Actuator: the silent force in the animatronic T-Rex at Naturalis

How do we animate a life-sized Tyrannosaurus Rex? Berkelaar MRT, a specialized engineering firm in mechatronics, faced the challenge of creating a moving, lifelike T-Rex for the Naturalis museum. With valuable support from VARIODRIVE, they were able to select the quietest and most powerful drive for this complex project. Discover how this Delft-based company, led by technical expertise and innovative drive, took on this challenge and how the collaboration with VARIODRIVE unfolded.


“What I’m most grateful to VARIODRIVE for is that they allowed us to conduct a sort of comparative study. They provided us with many products, which enabled us to choose the best and, especially, the quietest actuator for our application,” says Wiebe Berkelaar, Owner/CEO of Berkelaar MRT, an engineering firm with a small team in Delft specializing in mechatronics for prototypes, installations, and product development—or, as Wiebe himself calls them, “peculiar devices.” The company lives up to its name, he adds:

“We’re all Delft-based engineers here, and we’re always engaged with new, challenging technology. So, we’re constantly seeking projects that demand such expertise. This request from Naturalis was a perfect match for us. Naturally, we seek out specialists who complement us, like for this project where an artist had to create the skin, teeth, and eyes.”

Building an animatronic T-Rex for Naturalis

“Naturalis had excavated a unique skeleton of the Tyrannosaurus rex. It’s a unique fossil—the only one in the world with the real skull mounted on the real skeleton, and all the bones are exceptionally well preserved and barely deformed. Many visitors come specifically for this skeleton.

However, Naturalis wanted to captivate children more. What did it look like in reality? How big was it? How did it move? They wanted to immerse visitors more in their imagination, and they planned to use an ‘animatronic’ for that—a life-sized T-Rex that could move and perform a show for visitors. It’s quite daring for a natural history museum.

Because we had done a lot for the Delft Science Center—created various setups—they approached us. And with our consortium, we won the contract.”


Key Challenges

Berkelaar’s unique approach becomes evident as Wiebe calmly discusses the main challenges, which were quite substantial:

  • Installation dimensions
  • Power of the system
  • Noise production

“The installation dimensions, especially the opportunity to mount the actuator in line with the motor, were significant reasons for ultimately choosing the Parker ETH actuators. Of course, noise production was also a critical factor. Naturalis absolutely didn’t want a hydraulic solution due to concerns about leaks and noise from the hydraulic pump. Thus, we had to select the quietest solution that could provide enough power to move the massive animatronic.

This is where I’m most grateful to VARIODRIVE. They enabled us to conduct a sort of comparative study. They provided us with numerous products, allowing us to select the quietest actuator for our application. And that was quite a study; we quickly realized that every vibration resonates significantly through that mechanical structure.
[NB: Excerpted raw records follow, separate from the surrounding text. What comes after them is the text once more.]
//! HTML layouts for every outbound email.

use maud::{html, Markup, PreEscaped, DOCTYPE};

use convo_shared::constants::APP_NAME;

#[derive(Debug, Clone, Copy, PartialEq, Eq)]
pub enum Template {
    Thread,
    Event,
    Digest,
    Admin,
}

impl Template {
    pub fn name(&self) -> &'static str {
        match self {
            Template::Thread => "thread.html",
            Template::Event => "event.html",
            Template::Digest => "digest.html",
            Template::Admin => "admin.html",
        }
    }
}

/// One message already rendered by a `BodyRenderer`.
#[derive(Debug, Clone)]
pub struct MessageView {
    pub author: String,
    pub html: String,
}

pub struct ThreadEmail<'a> {
    pub subject: &'a str,
    pub preview: &'a str,
    pub from_id: &'a str,
    pub to_id: &'a str,
    pub messages: &'a [MessageView],
    pub url: &'a str,
}

pub struct EventEmail<'a> {
    pub heading: &'a str,
    pub preview: &'a str,
    pub from_id: &'a str,
    pub to_id: &'a str,
    pub name: &'a str,
    pub time: &'a str,
    pub address: &'a str,
    pub description_html: &'a str,
    /// Free text from the host, e.g. a cancellation note.
    pub note: Option<&'a str>,
    pub button_text: &'a str,
    pub url: &'a str,
}

pub struct DigestSection {
    pub name: String,
    pub url: String,
    pub messages: Vec<MessageView>,
}

pub struct UpcomingView {
    pub name: String,
    pub time: String,
    pub address: String,
    pub url: String,
}

pub struct DigestEmail<'a> {
    pub preview: &'a str,
    pub to_id: &'a str,
    pub sections: &'a [DigestSection],
    pub upcoming: &'a [UpcomingView],
}

pub struct AdminEmail<'a> {
    pub preview: &'a str,
    pub heading: &'a str,
    pub body: &'a str,
    pub button_text: &'a str,
    pub url: &'a str,
}

const BODY_STYLE: &str = "margin:0;padding:0;background:#f4f4f4;font-family:Helvetica,Arial,sans-serif;";
const CARD_STYLE: &str = "max-width:600px;margin:24px auto;padding:24px;background:#ffffff;border-radius:6px;";
const AUTHOR_STYLE: &str = "font-weight:bold;font-size:14px;color:#555555;margin:0 0 6px 0;";
const BUTTON_STYLE: &str = "display:inline-block;padding:10px 18px;background:#2b7bb9;color:#ffffff;text-decoration:none;border-radius:4px;";
const MUTED_STYLE: &str = "font-size:12px;color:#999999;";

fn layout(title: &str, preview: &str, content: Markup) -> Markup {
    html! {
        (DOCTYPE)
        html {
            head {
                meta charset="utf-8";
                meta name="viewport" content="width=device-width, initial-scale=1";
                title { (title) }
            }
            body style=(BODY_STYLE) {
                span style="display:none;max-height:0;overflow:hidden;" { (preview) }
                div style=(CARD_STYLE) {
                    (content)
                }
                p style=(MUTED_STYLE) align="center" { "Sent with " (APP_NAME) }
            }
        }
    }
}

fn messages(views: &[MessageView]) -> Markup {
    html! {
        @for m in views {
            div style="margin:0 0 20px 0;" {
                p style=(AUTHOR_STYLE) { (m.author) " said:" }
                (PreEscaped(&m.html))
            }
        }
    }
}

pub fn thread(email: &ThreadEmail<'_>) -> String {
    let content = html! {
        h2 { (email.subject) }
        div data-from-id=(email.from_id) data-to-id=(email.to_id) {
            (messages(email.messages))
        }
        p { "Reply to this email or " a href=(email.url) { "view the conversation" } "." }
    };
    layout(email.subject, email.preview, content).into_string()
}

pub fn event(email: &EventEmail<'_>) -> String {
    let content = html! {
        h2 { (email.heading) }
        div data-from-id=(email.from_id) data-to-id=(email.to_id) {
            @if let Some(note) = email.note {
                p { (note) }
            }
            h3 { (email.name) }
            p { strong { "When: " } (email.time) }
            @if !email.address.is_empty() {
                p { strong { "Where: " } (email.address) }
            }
            (PreEscaped(email.description_html))
        }
        p { a href=(email.url) style=(BUTTON_STYLE) { (email.button_text) } }
    };
    layout(email.name, email.preview, content).into_string()
}

pub fn digest(email: &DigestEmail<'_>) -> String {
    let content = html! {
        div data-to-id=(email.to_id) {
            @if !email.sections.is_empty() {
                h2 { "Here's what you missed" }
            }
            @for section in email.sections {
                h3 { a href=(section.url) { (section.name) } }
                (messages(&section.messages))
            }
            @if !email.upcoming.is_empty() {
                h2 { "Coming up" }
                @for event in email.upcoming {
                    p {
                        a href=(event.url) { (event.name) }
                        br;
                        (event.time)
                        @if !event.address.is_empty() {
                            br;
                            (event.address)
                        }
                    }
                }
            }
        }
    };
    layout("Your digest", email.preview, content).into_string()
}

pub fn admin(email: &AdminEmail<'_>) -> String {
    let content = html! {
        h2 { (email.heading) }
        p { (email.body) }
        p { a href=(email.url) style=(BUTTON_STYLE) { (email.button_text) } }
        p style=(MUTED_STYLE) { "If the button doesn't work, paste this link into your browser: " (email.url) }
    };
    layout(email.heading, email.preview, content).into_string()
}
Ultimately, we made the best choice in that regard.

Oh, and the Parker actuators are equipped with a single cable, through which both motor power and encoder and brake control are transmitted. That’s a plus as well, and any reduction in complexity was very much appreciated—so that was an additional advantage.”


Collaboration with VARIODRIVE

“The collaboration was simply very pleasant. We provided a set of specs, and the folks at VARIODRIVE calculated the system and came up with advice. They not only recommended the Parker ETH spindle actuator but also advised on the winding of the servo motors/servo controller and its noise production. We had little experience in that area, and it was helpful to receive guidance. We didn’t want to run the motor at high speeds, as vibrations remained minimized up to 1,200 RPM. VARIODRIVE helped us select motors to provide more torque with the lowest possible current draw. Through the use of the Parker PSD servo controller with a high switching frequency, the noise production of the servo motor remained very low.

Of course, they ensured that everything was well-configured. We were able to adopt most of their advice directly. So, it was a very pleasant collaboration, and we’ll definitely continue to work together in the future. The quality of the setup has proven itself in practice; Naturalis recently celebrated their 10,000th show!”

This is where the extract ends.